Please transcribe the data that follows exactly, from its first line through the line that contains "struct Id(String);".

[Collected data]

━━━━━━━━━━━━━━━━━━━━━━━━━━━━━━

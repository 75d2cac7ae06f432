use crate::config::TodoistConfig;
use crate::http::{self, RetryPolicy};
use crate::task::TaskRecord;
use crate::week::WeekRange;
use crate::TdigestError;
use chrono::{DateTime, Duration, Utc};
use log::{debug, info};
use serde::de::DeserializeOwned;
use serde::Deserialize;
use std::collections::HashMap;

/// Largest page `completed/get_all` returns.
const COMPLETED_LIMIT: &str = "200";

/// Source of completed tasks for a week.
pub trait TaskSource {
    fn completed_tasks(&mut self, week: &WeekRange) -> Result<Vec<TaskRecord>, TdigestError>;
}

/// Todoist ids arrive as strings from the REST API and as numbers from some
/// Sync endpoints. Normalize both to `String`.
#[derive(Debug, Clone, PartialEq, Eq)]
struct Id(String);

impl<'de> Deserialize<'de> for Id {
    fn deserialize<D>(deserializer: D) -> Result<Self, D::Error>
    where
        D: serde::Deserializer<'de>,
    {
        use serde::de;

        struct IdVisitor;
        impl de::Visitor<'_> for IdVisitor {
            type Value = Id;

            fn expecting(&self, f: &mut std::fmt::Formatter) -> std::fmt::Result {
                f.write_str("string or integer id")
            }

            fn visit_str<E: de::Error>(self, v: &str) -> Result<Self::Value, E> {
                Ok(Id(v.to_owned()))
            }

            fn visit_u64<E: de::Error>(self, v: u64) -> Result<Self::Value, E> {
                Ok(Id(v.to_string()))
            }

            fn visit_i64<E: de::Error>(self, v: i64) -> Result<Self::Value, E> {
                Ok(Id(v.to_string()))
            }
        }

        deserializer.deserialize_any(IdVisitor)
    }
}

#[derive(Debug, Clone, PartialEq, Eq)]
pub struct Project {
    pub id: String,
    pub name: String,
}

#[derive(Debug, Clone, PartialEq, Eq)]
pub struct Section {
    pub id: String,
    pub name: String,
}

#[derive(Deserialize)]
struct RawNamed {
    id: Id,
    #[serde(default)]
    name: String,
}

#[derive(Deserialize)]
struct CompletedItem {
    #[serde(default)]
    id: Option<Id>,
    #[serde(default)]
    task_id: Option<Id>,
    #[serde(default)]
    content: String,
    #[serde(default)]
    completed_at: Option<String>,
    #[serde(default)]
    project_id: Option<Id>,
    #[serde(default)]
    section_id: Option<Id>,
}

#[derive(Deserialize)]
struct CompletedResponse {
    #[serde(default)]
    items: Vec<CompletedItem>,
}

/// Client for one run. The project list is fetched once and cached on the
/// client; a new client starts with an empty cache.
pub struct TodoistClient {
    agent: ureq::Agent,
    auth: String,
    rest_url: String,
    sync_url: String,
    retry: RetryPolicy,
    projects_cache: Option<Vec<Project>>,
}

impl TodoistClient {
    pub fn new(config: &TodoistConfig) -> Result<Self, TdigestError> {
        let token = config
            .api_token
            .as_deref()
            .filter(|t| !t.is_empty())
            .ok_or_else(|| {
                TdigestError::Config(
                    "todoist.api_token missing (or set TODOIST_API_TOKEN)".into(),
                )
            })?;
        Ok(Self {
            agent: http::agent(config.timeout_secs),
            auth: format!("Bearer {token}"),
            rest_url: config.rest_url.trim_end_matches('/').to_owned(),
            sync_url: config.sync_url.trim_end_matches('/').to_owned(),
            retry: RetryPolicy::new(config.max_retries, config.backoff_secs),
            projects_cache: None,
        })
    }

    fn get_json<T: DeserializeOwned>(
        &self,
        url: &str,
        query: &[(&str, &str)],
    ) -> Result<T, TdigestError> {
        http::with_retry(&self.retry, url, || {
            let mut req = self.agent.get(url).header("Authorization", self.auth.as_str());
            for (k, v) in query {
                req = req.query(*k, *v);
            }
            req.call()?.body_mut().read_json::<T>()
        })
    }

    pub fn projects(&mut self) -> Result<&[Project], TdigestError> {
        if self.projects_cache.is_none() {
            info!("fetching project list");
            let raw: Vec<RawNamed> = self.get_json(&format!("{}/projects", self.rest_url), &[])?;
            let projects: Vec<Project> = raw
                .into_iter()
                .map(|p| Project {
                    id: p.id.0,
                    name: p.name,
                })
                .collect();
            info!("  {} projects found", projects.len());
            self.projects_cache = Some(projects);
        }
        Ok(self.projects_cache.as_deref().unwrap_or_default())
    }

    pub fn sections(&self, project_id: &str) -> Result<Vec<Section>, TdigestError> {
        let raw: Vec<RawNamed> = self.get_json(
            &format!("{}/sections", self.rest_url),
            &[("project_id", project_id)],
        )?;
        Ok(raw
            .into_iter()
            .map(|s| Section {
                id: s.id.0,
                name: s.name,
            })
            .collect())
    }
}

impl TaskSource for TodoistClient {
    fn completed_tasks(&mut self, week: &WeekRange) -> Result<Vec<TaskRecord>, TdigestError> {
        info!("fetching tasks from {} to {}", week.start, week.end);

        let projects: HashMap<String, String> = self
            .projects()?
            .iter()
            .map(|p| (p.id.clone(), p.name.clone()))
            .collect();

        let mut sections = HashMap::new();
        let mut project_ids: Vec<&String> = projects.keys().collect();
        project_ids.sort();
        for pid in project_ids {
            for s in self.sections(pid)? {
                sections.insert(s.id, s.name);
            }
        }

        // Start a day early so late-evening completions in UTC+ zones are not missed.
        let since = format!("{}T00:00:00", week.start - Duration::days(1));
        let resp: CompletedResponse = self.get_json(
            &format!("{}/completed/get_all", self.sync_url),
            &[("since", since.as_str()), ("limit", COMPLETED_LIMIT)],
        )?;

        let tasks = resolve_completed(resp.items, &projects, &sections, week);
        info!("  {} tasks in period", tasks.len());
        Ok(tasks)
    }
}

fn parse_completed_at(s: &str) -> Option<DateTime<Utc>> {
    DateTime::parse_from_rfc3339(s)
        .ok()
        .map(|t| t.with_timezone(&Utc))
}

/// Keep items completed inside `week` (by UTC date) and attach project and
/// section names.
fn resolve_completed(
    items: Vec<CompletedItem>,
    projects: &HashMap<String, String>,
    sections: &HashMap<String, String>,
    week: &WeekRange,
) -> Vec<TaskRecord> {
    let mut out = Vec::new();
    for item in items {
        let Some(raw_at) = item.completed_at.as_deref() else {
            continue;
        };
        let Some(completed_at) = parse_completed_at(raw_at) else {
            debug!("skipping item with unparseable completed_at {raw_at:?}");
            continue;
        };
        if !week.contains(completed_at.date_naive()) {
            continue;
        }
        let project_id = item.project_id.map(|i| i.0).unwrap_or_default();
        let section_id = item.section_id.map(|i| i.0);
        out.push(TaskRecord {
            id: item.id.or(item.task_id).map(|i| i.0).unwrap_or_default(),
            content: item.content,
            completed_at,
            project_name: projects.get(&project_id).cloned(),
            section_name: section_id.as_ref().and_then(|s| sections.get(s)).cloned(),
            project_id,
            section_id,
        });
    }
    out
}
use crate::TdigestError;
use log::warn;
use std::time::Duration;

/// Statuses worth another attempt: rate limiting and transient server errors.
const RETRY_STATUS: [u16; 5] = [429, 500, 502, 503, 504];

#[derive(Debug, Clone, Copy)]
pub struct RetryPolicy {
    pub max_retries: u32,
    pub backoff: Duration,
}

impl RetryPolicy {
    pub fn new(max_retries: u32, backoff_secs: u64) -> Self {
        Self {
            max_retries,
            backoff: Duration::from_secs(backoff_secs),
        }
    }

    /// Exponential backoff: backoff, 2*backoff, 4*backoff, ...
    pub fn delay(&self, attempt: u32) -> Duration {
        self.backoff * 2u32.saturating_pow(attempt)
    }
}

pub fn agent(timeout_secs: u64) -> ureq::Agent {
    ureq::Agent::new_with_config(
        ureq::config::Config::builder()
            .timeout_global(Some(Duration::from_secs(timeout_secs)))
            .build(),
    )
}

pub fn is_retryable(e: &ureq::Error) -> bool {
    match e {
        ureq::Error::StatusCode(code) => RETRY_STATUS.contains(code),
        ureq::Error::Io(_)
        | ureq::Error::Timeout(_)
        | ureq::Error::ConnectionFailed
        | ureq::Error::HostNotFound => true,
        _ => false,
    }
}

/// Run `f` until it succeeds, fails with a non-retryable error, or the
/// retry budget is spent.
pub fn with_retry<T>(
    policy: &RetryPolicy,
    what: &str,
    mut f: impl FnMut() -> Result<T, ureq::Error>,
) -> Result<T, TdigestError> {
    let mut attempt = 0;
    loop {
        match f() {
            Ok(v) => return Ok(v),
            Err(e) if attempt < policy.max_retries && is_retryable(&e) => {
                let delay = policy.delay(attempt);
                attempt += 1;
                warn!(
                    "{what}: {e}, retrying in {}s ({attempt}/{})",
                    delay.as_secs(),
                    policy.max_retries
                );
                std::thread::sleep(delay);
            }
            Err(e) => return Err(TdigestError::Http(format!("{what}: {e}"))),
        }
    }
}
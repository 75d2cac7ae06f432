use crate::TdigestError;
use chrono::Local;
use std::fs::File;
use std::io::{self, Write};
use std::path::{Path, PathBuf};

/// Writes everything to both sinks.
pub struct Tee<A, B> {
    first: A,
    second: B,
}

impl<A: Write, B: Write> Tee<A, B> {
    pub fn new(first: A, second: B) -> Self {
        Self { first, second }
    }
}

impl<A: Write, B: Write> Write for Tee<A, B> {
    fn write(&mut self, buf: &[u8]) -> io::Result<usize> {
        self.first.write_all(buf)?;
        self.second.write_all(buf)?;
        Ok(buf.len())
    }

    fn flush(&mut self) -> io::Result<()> {
        self.first.flush()?;
        self.second.flush()
    }
}

/// Initialise env_logger. `RUST_LOG` wins over the default level. With a
/// log directory, output also goes to `execution_<timestamp>.log` there.
pub fn init(verbose: bool, log_dir: Option<&Path>) -> Result<Option<PathBuf>, TdigestError> {
    let default_level = if verbose { "debug" } else { "info" };
    let mut builder =
        env_logger::Builder::from_env(env_logger::Env::default().default_filter_or(default_level));
    builder.format_timestamp_secs();

    let mut log_path = None;
    if let Some(dir) = log_dir {
        std::fs::create_dir_all(dir)?;
        let path = dir.join(format!("execution_{}.log", Local::now().format("%Y%m%d_%H%M%S")));
        let file = File::create(&path)?;
        builder.target(env_logger::Target::Pipe(Box::new(Tee::new(file, io::stderr()))));
        log_path = Some(path);
    }

    builder
        .try_init()
        .map_err(|e| TdigestError::Config(format!("logger: {e}")))?;
    Ok(log_path)
}

#[cfg(test)]
mod tests {
    use super::*;

    #[test]
    fn tee_writes_both() {
        let mut tee = Tee::new(Vec::new(), Vec::new());
        write!(tee, "hello {}", 42).unwrap();
        tee.flush().unwrap();
        assert_eq!(tee.first, b"hello 42");
        assert_eq!(tee.second, b"hello 42");
    }
}
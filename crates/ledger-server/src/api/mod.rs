pub mod dto;
pub mod handlers;

use axum::{
    routing::{get, post},
    Router,
};

use crate::AppState;

pub fn create_router() -> Router<AppState> {
    Router::new()
        // Health check
        .route("/health", get(handlers::health_check))
        // Ledger endpoints (CSV request body)
        .route("/api/v1/ledger/summary", post(handlers::summarize_ledger))
        .route("/api/v1/ledger/rows", post(handlers::ledger_rows))
}
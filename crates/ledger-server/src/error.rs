use axum::{
    extract::rejection::QueryRejection,
    http::StatusCode,
    response::{IntoResponse, Response},
    Json,
};
use ledger_core::LedgerError;
use serde::Serialize;

#[derive(Debug, thiserror::Error)]
pub enum AppError {
    #[error("{0}")]
    Ledger(#[from] LedgerError),

    #[error("Upload is empty")]
    EmptyUpload,

    #[error("Configuration error: {0}")]
    Config(String),

    #[error("Invalid parameter: {0}")]
    InvalidParam(String),
}

#[derive(Serialize)]
struct ErrorResponse {
    error: String,
    code: String,
}

impl AppError {
    fn status_and_code(&self) -> (StatusCode, &'static str) {
        match self {
            AppError::Ledger(e) => match e {
                LedgerError::Schema(_) | LedgerError::Parse { .. } => {
                    (StatusCode::UNPROCESSABLE_ENTITY, e.code())
                }
                LedgerError::Csv(_) => (StatusCode::BAD_REQUEST, e.code()),
                LedgerError::Io(_) => (StatusCode::INTERNAL_SERVER_ERROR, e.code()),
            },
            AppError::EmptyUpload => (StatusCode::BAD_REQUEST, "EMPTY_UPLOAD"),
            AppError::Config(_) => (StatusCode::INTERNAL_SERVER_ERROR, "CONFIG_ERROR"),
            AppError::InvalidParam(_) => (StatusCode::BAD_REQUEST, "INVALID_PARAM"),
        }
    }
}

impl IntoResponse for AppError {
    fn into_response(self) -> Response {
        let (status, code) = self.status_and_code();

        match &self {
            AppError::Ledger(LedgerError::Io(e)) => {
                tracing::error!(error = %e, error_code = code, "Ledger could not be read");
            }
            AppError::Ledger(e) => {
                tracing::warn!(error = %e, error_code = code, "Ledger rejected");
            }
            AppError::EmptyUpload => {
                tracing::warn!(error_code = code, "Empty ledger upload");
            }
            AppError::InvalidParam(param) => {
                tracing::warn!(param = %param, error_code = code, "Invalid parameter");
            }
            AppError::Config(msg) => {
                tracing::error!(message = %msg, error_code = code, "Configuration error");
            }
        }

        tracing::debug!(
            status_code = %status.as_u16(),
            error_code = %code,
            error_message = %self.to_string(),
            "Returning error response"
        );

        let body = Json(ErrorResponse {
            error: self.to_string(),
            code: code.to_string(),
        });

        (status, body).into_response()
    }
}

impl From<QueryRejection> for AppError {
    fn from(rejection: QueryRejection) -> Self {
        AppError::InvalidParam(rejection.body_text())
    }
}

pub type AppResult<T> = Result<T, AppError>;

━━━━━━━━━━━━━━━━━━━━━━━━━━━━━━

● REPLY:
repository 75d2cac7ae06f432
use crate::config::TodoistConfig;
use crate::http::{self, RetryPolicy};
use crate::task::TaskRecord;
use crate::week::WeekRange;
use crate::TdigestError;
use chrono::{DateTime, Duration, Utc};
use log::{debug, info};
use serde::de::DeserializeOwned;
use serde::Deserialize;
use std::collections::HashMap;

/// Largest page `completed/get_all` returns.
const COMPLETED_LIMIT: &str = "200";

/// Source of completed tasks for a week.
pub trait TaskSource {
    fn completed_tasks(&mut self, week: &WeekRange) -> Result<Vec<TaskRecord>, TdigestError>;
}

/// Todoist ids arrive as strings from the REST API and as numbers from some
/// Sync endpoints. Normalize both to `String`.
#[derive(Debug, Clone, PartialEq, Eq)]
struct Id(String);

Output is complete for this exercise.